Content starts
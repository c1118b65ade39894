//! Maps state-contract field names to their reducer strategy.

use rustc_hash::FxHashMap;
use serde_json::Value;

use super::{strategies, ReducerError};
use crate::ir::ReducerKind;

/// Built once per compiled graph from [`crate::ir::StateContract::reducers`].
/// Fields absent from that map default to [`ReducerKind::Replace`].
#[derive(Clone, Debug, Default)]
pub struct ReducerRegistry {
    by_field: FxHashMap<String, ReducerKind>,
}

impl ReducerRegistry {
    #[must_use]
    pub fn from_contract(reducers: &std::collections::BTreeMap<String, ReducerKind>) -> Self {
        Self {
            by_field: reducers.iter().map(|(k, v)| (k.clone(), v.clone())).collect(),
        }
    }

    #[must_use]
    pub fn kind_for(&self, field: &str) -> ReducerKind {
        self.by_field
            .get(field)
            .cloned()
            .unwrap_or(ReducerKind::Replace)
    }

    /// Apply the reducer bound to `field`, returning the merged value.
    pub fn apply(&self, field: &str, current: Value, incoming: Value) -> Result<Value, ReducerError> {
        match self.kind_for(field) {
            ReducerKind::Replace => strategies::replace(field, current, incoming),
            ReducerKind::AddMessages => strategies::add_messages(field, current, incoming),
        }
    }
}

#[cfg(test)]
mod tests {
    use super::*;
    use std::collections::BTreeMap;

    #[test]
    fn unregistered_field_defaults_to_replace() {
        let registry = ReducerRegistry::default();
        assert_eq!(registry.kind_for("anything"), ReducerKind::Replace);
    }

    #[test]
    fn contract_binding_is_honored() {
        let mut reducers = BTreeMap::new();
        reducers.insert("log".to_string(), ReducerKind::AddMessages);
        let registry = ReducerRegistry::from_contract(&reducers);
        assert_eq!(registry.kind_for("log"), ReducerKind::AddMessages);
        assert_eq!(registry.kind_for("other"), ReducerKind::Replace);
    }
}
Content ends
Work item ▸ Go through the material above, find each line with the string "crate", and copy it.

Result of the exercise ▸
use crate::ir::ReducerKind;
/// Built once per compiled graph from [`crate::ir::StateContract::reducers`].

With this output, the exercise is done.